Look through the listing for the string "async" and copy out every line that holds it.

Data in this exercise ::

++++++

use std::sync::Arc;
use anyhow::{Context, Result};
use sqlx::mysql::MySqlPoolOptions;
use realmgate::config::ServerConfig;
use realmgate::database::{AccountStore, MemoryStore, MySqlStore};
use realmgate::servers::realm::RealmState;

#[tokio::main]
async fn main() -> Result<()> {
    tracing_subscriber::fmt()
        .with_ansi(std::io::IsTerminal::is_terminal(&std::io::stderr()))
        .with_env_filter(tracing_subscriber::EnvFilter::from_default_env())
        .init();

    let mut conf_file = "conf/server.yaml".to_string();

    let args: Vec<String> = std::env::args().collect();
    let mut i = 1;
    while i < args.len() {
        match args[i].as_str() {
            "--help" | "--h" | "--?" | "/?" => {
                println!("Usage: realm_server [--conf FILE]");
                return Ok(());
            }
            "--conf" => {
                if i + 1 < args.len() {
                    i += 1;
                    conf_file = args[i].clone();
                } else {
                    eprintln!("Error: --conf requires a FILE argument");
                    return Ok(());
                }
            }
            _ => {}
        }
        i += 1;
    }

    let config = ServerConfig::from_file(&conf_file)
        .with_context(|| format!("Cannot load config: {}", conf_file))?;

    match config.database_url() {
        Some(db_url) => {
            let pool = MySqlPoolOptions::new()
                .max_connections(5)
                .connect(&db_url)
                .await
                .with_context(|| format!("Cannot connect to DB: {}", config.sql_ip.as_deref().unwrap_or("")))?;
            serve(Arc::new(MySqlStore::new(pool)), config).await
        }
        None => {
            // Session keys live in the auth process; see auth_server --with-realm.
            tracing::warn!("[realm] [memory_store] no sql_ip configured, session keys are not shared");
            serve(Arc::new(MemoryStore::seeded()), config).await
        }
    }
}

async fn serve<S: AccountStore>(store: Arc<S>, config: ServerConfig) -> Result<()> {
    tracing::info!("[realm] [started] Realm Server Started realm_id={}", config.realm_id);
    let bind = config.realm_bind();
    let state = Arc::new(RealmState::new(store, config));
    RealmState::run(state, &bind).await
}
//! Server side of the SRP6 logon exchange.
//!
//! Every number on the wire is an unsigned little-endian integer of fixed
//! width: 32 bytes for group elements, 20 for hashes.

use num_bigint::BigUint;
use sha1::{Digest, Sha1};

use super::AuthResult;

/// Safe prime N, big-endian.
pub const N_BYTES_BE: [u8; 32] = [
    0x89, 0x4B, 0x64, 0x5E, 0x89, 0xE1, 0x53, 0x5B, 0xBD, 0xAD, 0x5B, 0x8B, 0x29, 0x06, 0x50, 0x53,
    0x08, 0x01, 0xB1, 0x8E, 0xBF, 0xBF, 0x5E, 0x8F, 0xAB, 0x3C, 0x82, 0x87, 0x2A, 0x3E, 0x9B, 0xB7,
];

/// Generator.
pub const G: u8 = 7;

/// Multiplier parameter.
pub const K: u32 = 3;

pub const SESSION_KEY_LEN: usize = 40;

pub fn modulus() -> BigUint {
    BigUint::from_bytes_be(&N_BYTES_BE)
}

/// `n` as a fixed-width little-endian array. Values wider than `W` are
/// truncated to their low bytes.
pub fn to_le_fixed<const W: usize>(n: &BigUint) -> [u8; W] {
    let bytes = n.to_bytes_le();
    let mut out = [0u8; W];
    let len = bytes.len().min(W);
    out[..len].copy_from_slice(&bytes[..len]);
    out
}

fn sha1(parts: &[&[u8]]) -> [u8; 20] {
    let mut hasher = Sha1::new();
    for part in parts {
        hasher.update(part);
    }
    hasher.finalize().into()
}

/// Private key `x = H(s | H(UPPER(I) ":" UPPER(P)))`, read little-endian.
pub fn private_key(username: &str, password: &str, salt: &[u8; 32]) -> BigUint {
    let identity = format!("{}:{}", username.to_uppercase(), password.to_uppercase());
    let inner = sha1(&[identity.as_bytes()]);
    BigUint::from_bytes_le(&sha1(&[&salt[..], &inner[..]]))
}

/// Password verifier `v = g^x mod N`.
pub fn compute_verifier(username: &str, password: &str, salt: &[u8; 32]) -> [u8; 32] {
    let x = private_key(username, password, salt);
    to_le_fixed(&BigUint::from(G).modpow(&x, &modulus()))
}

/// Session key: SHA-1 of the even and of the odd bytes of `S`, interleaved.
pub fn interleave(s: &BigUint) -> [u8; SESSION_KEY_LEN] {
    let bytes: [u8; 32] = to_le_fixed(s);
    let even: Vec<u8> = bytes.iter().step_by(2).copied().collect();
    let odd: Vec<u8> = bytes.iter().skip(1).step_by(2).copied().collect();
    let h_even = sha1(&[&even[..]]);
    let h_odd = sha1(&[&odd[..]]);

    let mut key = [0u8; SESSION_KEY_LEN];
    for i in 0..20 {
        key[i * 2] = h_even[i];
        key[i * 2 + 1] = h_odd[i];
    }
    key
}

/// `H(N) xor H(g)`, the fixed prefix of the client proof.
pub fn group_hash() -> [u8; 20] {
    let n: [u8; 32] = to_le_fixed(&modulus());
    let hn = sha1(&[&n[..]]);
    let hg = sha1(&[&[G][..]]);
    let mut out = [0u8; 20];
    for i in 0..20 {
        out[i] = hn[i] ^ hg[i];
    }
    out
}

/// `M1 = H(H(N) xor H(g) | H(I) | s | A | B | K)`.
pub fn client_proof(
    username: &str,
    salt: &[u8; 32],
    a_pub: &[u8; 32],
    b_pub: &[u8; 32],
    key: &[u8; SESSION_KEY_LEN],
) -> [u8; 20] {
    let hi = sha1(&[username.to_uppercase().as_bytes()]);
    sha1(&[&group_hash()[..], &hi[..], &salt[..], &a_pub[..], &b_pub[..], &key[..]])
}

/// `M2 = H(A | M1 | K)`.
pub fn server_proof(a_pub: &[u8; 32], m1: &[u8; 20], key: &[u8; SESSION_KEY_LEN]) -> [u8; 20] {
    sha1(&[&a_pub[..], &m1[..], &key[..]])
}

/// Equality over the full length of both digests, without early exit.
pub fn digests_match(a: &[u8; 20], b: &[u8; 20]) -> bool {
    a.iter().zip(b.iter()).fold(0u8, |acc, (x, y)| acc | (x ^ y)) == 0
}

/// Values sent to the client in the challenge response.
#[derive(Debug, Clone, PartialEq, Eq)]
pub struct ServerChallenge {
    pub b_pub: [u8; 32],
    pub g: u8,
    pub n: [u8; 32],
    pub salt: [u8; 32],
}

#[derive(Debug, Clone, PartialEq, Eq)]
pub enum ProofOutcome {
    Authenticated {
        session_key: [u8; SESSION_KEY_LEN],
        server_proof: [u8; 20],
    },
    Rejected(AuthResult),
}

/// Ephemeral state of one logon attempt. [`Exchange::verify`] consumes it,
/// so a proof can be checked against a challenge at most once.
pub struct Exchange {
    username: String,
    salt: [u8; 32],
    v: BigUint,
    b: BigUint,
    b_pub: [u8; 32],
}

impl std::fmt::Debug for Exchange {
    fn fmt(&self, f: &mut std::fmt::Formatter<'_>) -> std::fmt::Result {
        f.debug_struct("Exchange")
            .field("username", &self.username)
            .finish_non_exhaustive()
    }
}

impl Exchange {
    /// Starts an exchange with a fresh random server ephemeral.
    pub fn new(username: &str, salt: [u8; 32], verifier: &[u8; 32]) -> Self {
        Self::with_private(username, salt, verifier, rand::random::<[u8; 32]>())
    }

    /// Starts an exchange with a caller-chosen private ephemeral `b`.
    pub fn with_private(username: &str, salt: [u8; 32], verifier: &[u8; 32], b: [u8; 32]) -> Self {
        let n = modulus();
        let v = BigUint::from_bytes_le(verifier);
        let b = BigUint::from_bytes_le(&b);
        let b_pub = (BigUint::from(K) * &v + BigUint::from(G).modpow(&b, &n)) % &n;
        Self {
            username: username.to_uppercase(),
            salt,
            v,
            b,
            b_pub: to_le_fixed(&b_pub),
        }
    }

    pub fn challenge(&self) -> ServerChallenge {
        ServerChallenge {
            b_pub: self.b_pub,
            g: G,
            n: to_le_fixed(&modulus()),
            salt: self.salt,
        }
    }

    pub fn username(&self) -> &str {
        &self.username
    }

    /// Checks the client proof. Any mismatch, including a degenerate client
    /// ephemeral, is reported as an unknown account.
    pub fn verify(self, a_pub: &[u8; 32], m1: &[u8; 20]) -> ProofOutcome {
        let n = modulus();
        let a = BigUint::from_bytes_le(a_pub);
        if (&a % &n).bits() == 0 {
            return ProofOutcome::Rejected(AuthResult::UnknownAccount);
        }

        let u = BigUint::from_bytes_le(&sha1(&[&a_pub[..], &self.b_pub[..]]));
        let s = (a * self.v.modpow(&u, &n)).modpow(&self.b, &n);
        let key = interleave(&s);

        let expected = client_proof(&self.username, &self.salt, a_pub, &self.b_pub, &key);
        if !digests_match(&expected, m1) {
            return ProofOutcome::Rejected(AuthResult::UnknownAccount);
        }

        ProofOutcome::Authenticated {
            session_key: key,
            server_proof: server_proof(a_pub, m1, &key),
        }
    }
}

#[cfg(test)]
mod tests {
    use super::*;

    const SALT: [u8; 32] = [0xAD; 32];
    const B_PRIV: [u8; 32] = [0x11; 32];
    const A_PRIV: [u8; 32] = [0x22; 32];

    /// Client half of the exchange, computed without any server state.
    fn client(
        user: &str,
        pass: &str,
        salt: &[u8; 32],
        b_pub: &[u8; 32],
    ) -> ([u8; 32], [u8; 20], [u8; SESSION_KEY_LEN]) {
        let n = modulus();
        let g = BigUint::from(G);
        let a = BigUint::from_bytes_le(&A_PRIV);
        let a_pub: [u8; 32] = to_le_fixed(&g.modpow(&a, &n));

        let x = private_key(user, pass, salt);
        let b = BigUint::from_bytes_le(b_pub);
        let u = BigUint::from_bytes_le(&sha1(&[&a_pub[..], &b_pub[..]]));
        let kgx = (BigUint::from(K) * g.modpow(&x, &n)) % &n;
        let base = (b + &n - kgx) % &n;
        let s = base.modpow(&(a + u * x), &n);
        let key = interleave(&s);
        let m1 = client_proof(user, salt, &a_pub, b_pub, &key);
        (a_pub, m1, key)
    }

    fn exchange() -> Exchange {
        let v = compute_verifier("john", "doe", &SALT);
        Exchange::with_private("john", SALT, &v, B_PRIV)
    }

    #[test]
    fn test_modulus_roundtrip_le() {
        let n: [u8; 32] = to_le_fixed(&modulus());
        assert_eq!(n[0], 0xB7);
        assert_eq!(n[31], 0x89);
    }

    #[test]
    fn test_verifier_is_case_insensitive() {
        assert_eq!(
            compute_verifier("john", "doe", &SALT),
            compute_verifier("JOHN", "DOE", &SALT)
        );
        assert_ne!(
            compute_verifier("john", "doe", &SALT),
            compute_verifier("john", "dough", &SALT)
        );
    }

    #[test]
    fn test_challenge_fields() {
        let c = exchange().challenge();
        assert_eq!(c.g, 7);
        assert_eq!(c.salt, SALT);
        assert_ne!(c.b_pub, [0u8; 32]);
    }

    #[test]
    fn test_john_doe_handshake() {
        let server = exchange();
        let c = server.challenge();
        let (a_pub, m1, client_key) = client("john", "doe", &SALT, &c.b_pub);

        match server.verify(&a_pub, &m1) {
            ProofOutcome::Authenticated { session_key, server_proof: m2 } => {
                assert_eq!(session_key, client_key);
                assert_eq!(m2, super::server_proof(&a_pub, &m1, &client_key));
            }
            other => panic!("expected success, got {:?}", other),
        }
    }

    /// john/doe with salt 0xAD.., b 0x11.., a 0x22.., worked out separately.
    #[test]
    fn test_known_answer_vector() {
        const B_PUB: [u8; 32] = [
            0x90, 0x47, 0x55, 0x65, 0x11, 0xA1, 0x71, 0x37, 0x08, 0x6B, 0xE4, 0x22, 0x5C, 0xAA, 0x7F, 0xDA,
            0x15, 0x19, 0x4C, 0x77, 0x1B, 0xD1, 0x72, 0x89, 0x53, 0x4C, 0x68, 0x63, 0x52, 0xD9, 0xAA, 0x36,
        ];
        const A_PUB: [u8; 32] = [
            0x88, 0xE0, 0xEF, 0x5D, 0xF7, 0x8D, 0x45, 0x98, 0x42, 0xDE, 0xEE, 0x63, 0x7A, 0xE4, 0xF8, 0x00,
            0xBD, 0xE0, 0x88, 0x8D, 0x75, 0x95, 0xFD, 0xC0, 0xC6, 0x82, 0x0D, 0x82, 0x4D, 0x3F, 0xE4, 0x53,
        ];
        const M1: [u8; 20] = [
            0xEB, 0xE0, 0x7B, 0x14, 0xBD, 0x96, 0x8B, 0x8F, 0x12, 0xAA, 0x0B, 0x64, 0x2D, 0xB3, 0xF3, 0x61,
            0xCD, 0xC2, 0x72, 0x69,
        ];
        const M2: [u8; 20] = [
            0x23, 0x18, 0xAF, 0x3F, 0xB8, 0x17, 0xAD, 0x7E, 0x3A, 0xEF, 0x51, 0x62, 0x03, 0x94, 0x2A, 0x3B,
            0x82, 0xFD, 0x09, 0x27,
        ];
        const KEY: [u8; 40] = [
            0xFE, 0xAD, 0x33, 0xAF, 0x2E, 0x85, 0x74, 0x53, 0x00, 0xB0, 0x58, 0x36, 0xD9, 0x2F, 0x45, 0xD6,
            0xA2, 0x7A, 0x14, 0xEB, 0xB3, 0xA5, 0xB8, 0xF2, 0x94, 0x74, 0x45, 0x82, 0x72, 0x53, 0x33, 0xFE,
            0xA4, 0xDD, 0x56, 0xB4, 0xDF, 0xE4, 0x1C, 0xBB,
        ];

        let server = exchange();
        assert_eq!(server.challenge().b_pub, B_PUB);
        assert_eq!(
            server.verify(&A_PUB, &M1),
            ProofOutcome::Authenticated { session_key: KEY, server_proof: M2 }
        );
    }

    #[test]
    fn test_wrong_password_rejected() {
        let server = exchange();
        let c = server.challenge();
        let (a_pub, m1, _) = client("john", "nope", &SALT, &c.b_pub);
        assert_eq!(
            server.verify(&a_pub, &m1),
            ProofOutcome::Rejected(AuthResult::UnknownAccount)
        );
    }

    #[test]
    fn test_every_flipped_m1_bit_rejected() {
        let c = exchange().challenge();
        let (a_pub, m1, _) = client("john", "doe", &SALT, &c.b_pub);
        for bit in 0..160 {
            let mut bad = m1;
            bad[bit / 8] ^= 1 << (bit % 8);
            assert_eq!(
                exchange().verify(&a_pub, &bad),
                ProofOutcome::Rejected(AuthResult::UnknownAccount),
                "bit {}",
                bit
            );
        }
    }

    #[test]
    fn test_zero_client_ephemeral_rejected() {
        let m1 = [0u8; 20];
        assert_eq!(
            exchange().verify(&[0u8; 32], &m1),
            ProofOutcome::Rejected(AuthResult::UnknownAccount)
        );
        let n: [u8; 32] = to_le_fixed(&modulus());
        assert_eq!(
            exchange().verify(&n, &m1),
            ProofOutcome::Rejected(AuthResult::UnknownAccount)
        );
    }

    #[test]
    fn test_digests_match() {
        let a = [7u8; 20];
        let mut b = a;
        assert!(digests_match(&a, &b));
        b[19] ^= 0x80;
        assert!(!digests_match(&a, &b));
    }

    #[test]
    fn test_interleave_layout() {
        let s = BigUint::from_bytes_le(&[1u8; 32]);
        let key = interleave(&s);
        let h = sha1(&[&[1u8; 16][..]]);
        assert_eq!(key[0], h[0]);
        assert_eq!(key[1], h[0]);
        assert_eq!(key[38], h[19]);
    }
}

++++++

Expected answer ::
async fn main() -> Result<()> {
async fn serve<S: AccountStore>(store: Arc<S>, config: ServerConfig) -> Result<()> {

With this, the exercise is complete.